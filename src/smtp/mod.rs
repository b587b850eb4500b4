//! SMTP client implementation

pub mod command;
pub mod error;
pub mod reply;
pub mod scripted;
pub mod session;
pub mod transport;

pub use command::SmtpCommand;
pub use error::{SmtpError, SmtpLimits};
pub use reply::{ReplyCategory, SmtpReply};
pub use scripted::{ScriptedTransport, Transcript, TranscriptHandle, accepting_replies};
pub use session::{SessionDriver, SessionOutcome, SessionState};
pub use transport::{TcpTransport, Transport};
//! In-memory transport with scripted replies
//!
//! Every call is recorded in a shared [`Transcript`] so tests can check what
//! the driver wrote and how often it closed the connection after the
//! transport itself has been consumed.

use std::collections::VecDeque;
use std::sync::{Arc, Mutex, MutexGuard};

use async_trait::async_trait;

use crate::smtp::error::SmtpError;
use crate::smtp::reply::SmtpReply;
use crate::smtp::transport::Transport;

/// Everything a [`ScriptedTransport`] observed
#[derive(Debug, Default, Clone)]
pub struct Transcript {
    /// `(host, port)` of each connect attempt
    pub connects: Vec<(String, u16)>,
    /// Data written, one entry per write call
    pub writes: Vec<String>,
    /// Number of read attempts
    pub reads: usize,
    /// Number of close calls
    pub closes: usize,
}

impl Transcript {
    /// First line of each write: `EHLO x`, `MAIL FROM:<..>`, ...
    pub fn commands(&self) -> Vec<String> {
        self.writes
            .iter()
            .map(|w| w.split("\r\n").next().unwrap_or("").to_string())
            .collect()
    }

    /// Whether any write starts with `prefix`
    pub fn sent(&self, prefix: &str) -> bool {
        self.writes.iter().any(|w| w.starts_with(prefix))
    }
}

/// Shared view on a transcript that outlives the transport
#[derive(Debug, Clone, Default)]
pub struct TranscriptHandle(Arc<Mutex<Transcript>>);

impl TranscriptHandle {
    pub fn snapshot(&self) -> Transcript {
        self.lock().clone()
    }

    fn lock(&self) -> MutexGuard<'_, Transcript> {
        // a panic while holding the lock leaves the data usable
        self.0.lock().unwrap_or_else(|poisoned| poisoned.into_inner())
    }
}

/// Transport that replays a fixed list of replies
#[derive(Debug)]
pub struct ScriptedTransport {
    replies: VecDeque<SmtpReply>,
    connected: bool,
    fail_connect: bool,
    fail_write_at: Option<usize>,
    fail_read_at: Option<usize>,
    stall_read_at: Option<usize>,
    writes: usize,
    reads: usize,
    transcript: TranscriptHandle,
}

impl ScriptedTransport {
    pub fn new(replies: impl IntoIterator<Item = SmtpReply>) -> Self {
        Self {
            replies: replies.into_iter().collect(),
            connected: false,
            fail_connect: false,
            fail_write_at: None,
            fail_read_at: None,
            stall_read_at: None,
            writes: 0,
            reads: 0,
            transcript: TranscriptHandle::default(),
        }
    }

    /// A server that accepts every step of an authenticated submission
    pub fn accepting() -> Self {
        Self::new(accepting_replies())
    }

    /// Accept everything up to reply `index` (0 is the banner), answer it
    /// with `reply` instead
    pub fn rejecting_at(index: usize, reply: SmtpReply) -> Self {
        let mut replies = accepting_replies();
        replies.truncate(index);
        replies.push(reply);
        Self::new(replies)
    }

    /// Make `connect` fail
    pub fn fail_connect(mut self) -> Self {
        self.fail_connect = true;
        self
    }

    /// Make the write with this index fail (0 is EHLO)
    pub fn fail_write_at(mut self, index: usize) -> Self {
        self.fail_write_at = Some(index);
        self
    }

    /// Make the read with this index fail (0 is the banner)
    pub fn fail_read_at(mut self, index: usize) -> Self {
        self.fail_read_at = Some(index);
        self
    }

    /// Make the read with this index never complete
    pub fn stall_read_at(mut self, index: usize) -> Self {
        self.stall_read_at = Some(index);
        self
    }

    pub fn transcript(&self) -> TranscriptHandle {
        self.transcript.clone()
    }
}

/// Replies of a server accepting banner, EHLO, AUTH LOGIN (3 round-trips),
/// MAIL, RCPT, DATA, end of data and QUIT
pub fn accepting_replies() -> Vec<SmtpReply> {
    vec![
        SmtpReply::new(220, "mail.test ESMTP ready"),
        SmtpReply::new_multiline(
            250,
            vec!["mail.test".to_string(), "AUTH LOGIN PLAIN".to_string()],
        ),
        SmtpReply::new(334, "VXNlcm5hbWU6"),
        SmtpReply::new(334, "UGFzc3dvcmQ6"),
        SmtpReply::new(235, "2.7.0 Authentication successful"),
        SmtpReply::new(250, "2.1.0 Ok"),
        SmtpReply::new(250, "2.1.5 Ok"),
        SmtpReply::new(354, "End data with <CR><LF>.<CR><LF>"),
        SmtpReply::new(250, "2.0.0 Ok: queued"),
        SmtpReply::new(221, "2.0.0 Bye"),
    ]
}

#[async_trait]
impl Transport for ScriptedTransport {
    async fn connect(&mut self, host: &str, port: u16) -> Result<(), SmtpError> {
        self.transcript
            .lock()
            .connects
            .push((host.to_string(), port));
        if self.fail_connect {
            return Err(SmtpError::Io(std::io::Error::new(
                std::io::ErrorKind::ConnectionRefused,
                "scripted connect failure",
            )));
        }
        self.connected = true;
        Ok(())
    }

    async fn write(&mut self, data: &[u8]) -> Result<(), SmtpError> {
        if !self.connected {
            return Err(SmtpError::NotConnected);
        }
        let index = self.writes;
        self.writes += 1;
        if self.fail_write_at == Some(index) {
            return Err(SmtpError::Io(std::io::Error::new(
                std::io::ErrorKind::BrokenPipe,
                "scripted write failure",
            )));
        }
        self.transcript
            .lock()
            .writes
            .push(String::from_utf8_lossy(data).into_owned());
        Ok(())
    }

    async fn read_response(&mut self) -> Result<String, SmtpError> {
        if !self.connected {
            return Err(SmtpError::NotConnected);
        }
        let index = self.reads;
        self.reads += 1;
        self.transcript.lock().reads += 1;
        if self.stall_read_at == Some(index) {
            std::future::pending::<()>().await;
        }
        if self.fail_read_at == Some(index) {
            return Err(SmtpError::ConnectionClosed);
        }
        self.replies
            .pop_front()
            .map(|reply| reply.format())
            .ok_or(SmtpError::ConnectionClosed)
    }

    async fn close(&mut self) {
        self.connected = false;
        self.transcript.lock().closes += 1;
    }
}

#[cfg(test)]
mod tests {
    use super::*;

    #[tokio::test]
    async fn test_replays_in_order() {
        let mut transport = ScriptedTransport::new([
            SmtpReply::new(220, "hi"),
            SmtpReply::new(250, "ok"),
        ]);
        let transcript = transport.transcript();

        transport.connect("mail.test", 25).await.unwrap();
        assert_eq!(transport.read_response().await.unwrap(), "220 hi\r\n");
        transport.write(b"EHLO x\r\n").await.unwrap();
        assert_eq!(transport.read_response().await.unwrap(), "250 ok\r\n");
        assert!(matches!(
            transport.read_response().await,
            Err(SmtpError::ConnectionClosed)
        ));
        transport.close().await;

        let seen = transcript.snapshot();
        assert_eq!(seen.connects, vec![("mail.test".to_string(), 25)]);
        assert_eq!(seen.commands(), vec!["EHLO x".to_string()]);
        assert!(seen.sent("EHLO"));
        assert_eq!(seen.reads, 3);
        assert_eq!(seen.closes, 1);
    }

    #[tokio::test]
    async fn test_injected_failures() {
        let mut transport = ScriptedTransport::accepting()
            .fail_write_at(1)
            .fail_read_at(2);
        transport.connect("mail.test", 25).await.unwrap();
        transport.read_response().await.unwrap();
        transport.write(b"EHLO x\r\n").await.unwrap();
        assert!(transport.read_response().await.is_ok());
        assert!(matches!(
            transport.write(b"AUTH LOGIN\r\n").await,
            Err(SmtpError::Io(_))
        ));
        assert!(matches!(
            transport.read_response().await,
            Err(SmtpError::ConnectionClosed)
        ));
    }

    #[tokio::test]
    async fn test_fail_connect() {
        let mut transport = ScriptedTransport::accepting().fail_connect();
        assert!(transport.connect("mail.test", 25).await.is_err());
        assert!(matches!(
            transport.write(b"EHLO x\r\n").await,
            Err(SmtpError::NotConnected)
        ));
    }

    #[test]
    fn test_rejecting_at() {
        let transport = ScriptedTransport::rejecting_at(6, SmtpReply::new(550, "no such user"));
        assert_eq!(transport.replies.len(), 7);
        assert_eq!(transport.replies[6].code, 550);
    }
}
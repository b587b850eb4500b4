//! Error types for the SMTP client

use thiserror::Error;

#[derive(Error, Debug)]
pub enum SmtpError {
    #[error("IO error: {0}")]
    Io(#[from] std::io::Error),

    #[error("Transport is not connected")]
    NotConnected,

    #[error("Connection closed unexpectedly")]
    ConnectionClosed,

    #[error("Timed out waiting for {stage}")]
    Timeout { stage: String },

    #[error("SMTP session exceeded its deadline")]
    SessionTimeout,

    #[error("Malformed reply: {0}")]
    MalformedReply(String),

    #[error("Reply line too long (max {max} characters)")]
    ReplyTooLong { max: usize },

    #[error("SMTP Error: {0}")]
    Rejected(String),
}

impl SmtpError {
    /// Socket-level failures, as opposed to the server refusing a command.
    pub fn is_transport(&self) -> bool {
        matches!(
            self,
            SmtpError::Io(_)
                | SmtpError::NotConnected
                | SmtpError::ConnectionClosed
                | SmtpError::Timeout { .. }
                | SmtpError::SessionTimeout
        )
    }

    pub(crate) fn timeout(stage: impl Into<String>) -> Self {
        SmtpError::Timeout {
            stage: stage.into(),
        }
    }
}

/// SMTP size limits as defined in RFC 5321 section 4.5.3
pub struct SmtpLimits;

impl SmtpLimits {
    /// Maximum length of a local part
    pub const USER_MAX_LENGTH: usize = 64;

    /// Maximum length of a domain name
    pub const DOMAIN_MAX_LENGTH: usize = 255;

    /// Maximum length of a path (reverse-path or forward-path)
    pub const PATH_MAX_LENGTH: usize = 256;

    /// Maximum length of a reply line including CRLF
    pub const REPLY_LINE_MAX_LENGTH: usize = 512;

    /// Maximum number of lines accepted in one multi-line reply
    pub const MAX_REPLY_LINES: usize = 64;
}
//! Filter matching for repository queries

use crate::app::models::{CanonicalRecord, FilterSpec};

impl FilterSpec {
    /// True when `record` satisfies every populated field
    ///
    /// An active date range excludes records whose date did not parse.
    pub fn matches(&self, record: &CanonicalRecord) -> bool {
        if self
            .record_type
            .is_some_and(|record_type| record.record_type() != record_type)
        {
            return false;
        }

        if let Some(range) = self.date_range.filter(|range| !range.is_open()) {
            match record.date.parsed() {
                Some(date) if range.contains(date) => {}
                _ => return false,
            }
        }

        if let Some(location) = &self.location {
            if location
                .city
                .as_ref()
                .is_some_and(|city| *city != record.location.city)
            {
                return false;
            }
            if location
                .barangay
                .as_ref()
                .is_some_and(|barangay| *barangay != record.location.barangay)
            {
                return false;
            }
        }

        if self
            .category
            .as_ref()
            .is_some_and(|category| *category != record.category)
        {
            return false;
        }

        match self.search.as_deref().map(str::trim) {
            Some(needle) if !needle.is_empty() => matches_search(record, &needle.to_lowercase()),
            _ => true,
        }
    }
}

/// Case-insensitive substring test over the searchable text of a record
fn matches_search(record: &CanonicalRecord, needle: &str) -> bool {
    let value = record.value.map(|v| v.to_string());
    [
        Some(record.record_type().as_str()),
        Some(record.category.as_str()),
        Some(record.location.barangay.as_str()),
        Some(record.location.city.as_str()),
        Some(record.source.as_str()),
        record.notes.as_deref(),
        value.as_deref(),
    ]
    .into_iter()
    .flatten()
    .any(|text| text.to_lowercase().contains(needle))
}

▬▬▬▬▬▬▬▬▬▬

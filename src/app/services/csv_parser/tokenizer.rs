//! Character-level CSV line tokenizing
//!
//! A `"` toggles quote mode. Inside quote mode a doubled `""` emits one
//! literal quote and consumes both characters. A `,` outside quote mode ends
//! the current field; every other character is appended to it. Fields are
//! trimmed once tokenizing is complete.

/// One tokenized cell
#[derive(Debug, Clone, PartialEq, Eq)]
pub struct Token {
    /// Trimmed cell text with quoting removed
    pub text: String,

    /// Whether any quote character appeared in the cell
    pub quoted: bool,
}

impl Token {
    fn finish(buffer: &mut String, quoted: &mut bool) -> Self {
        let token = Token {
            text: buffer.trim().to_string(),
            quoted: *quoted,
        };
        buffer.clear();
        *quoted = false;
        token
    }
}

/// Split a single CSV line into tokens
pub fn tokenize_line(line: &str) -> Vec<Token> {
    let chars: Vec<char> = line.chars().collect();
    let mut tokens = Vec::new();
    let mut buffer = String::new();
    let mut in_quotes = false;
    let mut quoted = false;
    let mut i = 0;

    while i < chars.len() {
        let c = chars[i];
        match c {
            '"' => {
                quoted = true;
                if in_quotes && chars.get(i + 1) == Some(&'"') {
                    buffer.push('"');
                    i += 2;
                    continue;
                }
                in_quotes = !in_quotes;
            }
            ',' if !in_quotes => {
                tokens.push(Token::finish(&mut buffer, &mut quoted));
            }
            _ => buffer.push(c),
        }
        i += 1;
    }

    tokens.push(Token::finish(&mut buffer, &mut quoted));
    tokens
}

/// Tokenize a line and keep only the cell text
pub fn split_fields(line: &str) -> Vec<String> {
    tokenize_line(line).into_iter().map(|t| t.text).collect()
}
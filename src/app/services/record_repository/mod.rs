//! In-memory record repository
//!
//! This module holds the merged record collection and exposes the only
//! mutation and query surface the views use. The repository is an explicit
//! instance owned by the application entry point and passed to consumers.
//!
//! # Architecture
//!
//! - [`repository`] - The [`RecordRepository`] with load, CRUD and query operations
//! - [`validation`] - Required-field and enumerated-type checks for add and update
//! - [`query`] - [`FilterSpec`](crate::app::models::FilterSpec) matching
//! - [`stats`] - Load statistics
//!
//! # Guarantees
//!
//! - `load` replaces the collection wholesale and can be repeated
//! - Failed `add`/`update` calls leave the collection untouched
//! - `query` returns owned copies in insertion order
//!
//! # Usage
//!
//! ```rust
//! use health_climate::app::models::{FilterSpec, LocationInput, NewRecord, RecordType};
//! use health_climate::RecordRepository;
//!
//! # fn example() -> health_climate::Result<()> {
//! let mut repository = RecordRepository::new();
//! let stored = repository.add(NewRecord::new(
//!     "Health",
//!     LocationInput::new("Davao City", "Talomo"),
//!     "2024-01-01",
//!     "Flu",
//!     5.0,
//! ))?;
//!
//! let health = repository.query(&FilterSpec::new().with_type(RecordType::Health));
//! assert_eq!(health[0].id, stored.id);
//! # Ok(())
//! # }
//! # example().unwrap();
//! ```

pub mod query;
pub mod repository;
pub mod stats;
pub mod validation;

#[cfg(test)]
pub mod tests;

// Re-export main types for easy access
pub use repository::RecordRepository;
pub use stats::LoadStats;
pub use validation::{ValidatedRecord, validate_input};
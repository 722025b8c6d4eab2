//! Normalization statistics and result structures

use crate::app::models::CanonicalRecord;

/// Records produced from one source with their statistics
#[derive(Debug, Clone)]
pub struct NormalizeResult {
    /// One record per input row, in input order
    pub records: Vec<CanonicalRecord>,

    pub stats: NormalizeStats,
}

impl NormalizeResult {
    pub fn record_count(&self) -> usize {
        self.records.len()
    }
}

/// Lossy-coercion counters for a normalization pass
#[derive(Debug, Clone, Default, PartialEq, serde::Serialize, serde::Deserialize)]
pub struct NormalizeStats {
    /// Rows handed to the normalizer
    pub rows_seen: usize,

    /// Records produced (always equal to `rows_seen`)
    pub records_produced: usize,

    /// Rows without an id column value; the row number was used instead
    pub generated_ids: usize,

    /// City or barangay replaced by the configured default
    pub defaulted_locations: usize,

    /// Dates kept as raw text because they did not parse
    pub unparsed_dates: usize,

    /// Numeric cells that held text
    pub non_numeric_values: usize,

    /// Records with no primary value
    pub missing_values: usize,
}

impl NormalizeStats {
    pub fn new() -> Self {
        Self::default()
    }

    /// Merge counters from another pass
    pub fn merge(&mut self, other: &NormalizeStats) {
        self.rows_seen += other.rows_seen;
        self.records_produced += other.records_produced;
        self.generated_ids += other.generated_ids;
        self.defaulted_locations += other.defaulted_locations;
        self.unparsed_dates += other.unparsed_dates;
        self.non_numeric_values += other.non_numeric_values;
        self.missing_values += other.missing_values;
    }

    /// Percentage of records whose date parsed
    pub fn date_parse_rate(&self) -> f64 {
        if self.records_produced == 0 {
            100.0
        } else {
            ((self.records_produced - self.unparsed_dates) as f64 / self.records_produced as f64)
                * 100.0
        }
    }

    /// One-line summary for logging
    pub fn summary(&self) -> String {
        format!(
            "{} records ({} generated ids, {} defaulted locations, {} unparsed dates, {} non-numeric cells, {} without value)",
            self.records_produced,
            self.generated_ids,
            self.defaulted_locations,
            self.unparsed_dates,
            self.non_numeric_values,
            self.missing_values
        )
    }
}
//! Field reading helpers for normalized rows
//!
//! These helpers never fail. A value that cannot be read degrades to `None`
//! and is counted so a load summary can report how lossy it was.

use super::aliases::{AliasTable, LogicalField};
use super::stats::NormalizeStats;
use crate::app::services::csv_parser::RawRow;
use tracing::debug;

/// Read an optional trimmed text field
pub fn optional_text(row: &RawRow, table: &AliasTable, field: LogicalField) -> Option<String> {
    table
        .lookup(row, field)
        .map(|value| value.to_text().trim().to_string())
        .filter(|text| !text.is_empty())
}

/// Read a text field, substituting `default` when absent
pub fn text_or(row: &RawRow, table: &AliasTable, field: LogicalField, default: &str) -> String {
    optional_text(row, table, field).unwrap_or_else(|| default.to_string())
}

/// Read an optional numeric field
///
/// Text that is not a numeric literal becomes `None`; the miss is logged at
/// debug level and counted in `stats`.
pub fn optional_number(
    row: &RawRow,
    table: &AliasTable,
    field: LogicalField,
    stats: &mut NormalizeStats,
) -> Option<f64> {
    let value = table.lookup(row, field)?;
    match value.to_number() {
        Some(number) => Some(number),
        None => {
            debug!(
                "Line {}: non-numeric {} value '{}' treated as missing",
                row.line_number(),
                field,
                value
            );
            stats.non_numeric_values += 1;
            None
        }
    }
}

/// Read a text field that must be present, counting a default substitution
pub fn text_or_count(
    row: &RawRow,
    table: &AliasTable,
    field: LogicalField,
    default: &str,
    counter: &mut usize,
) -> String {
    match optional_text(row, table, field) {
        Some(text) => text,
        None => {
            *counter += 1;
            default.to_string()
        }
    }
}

▬▬▬▬▬▬▬▬▬▬

Task to carry out :: Please return every line of the material above that includes "whose".

Answer to this exercise ::
    /// An active date range excludes records whose date did not parse.
    /// Percentage of records whose date parsed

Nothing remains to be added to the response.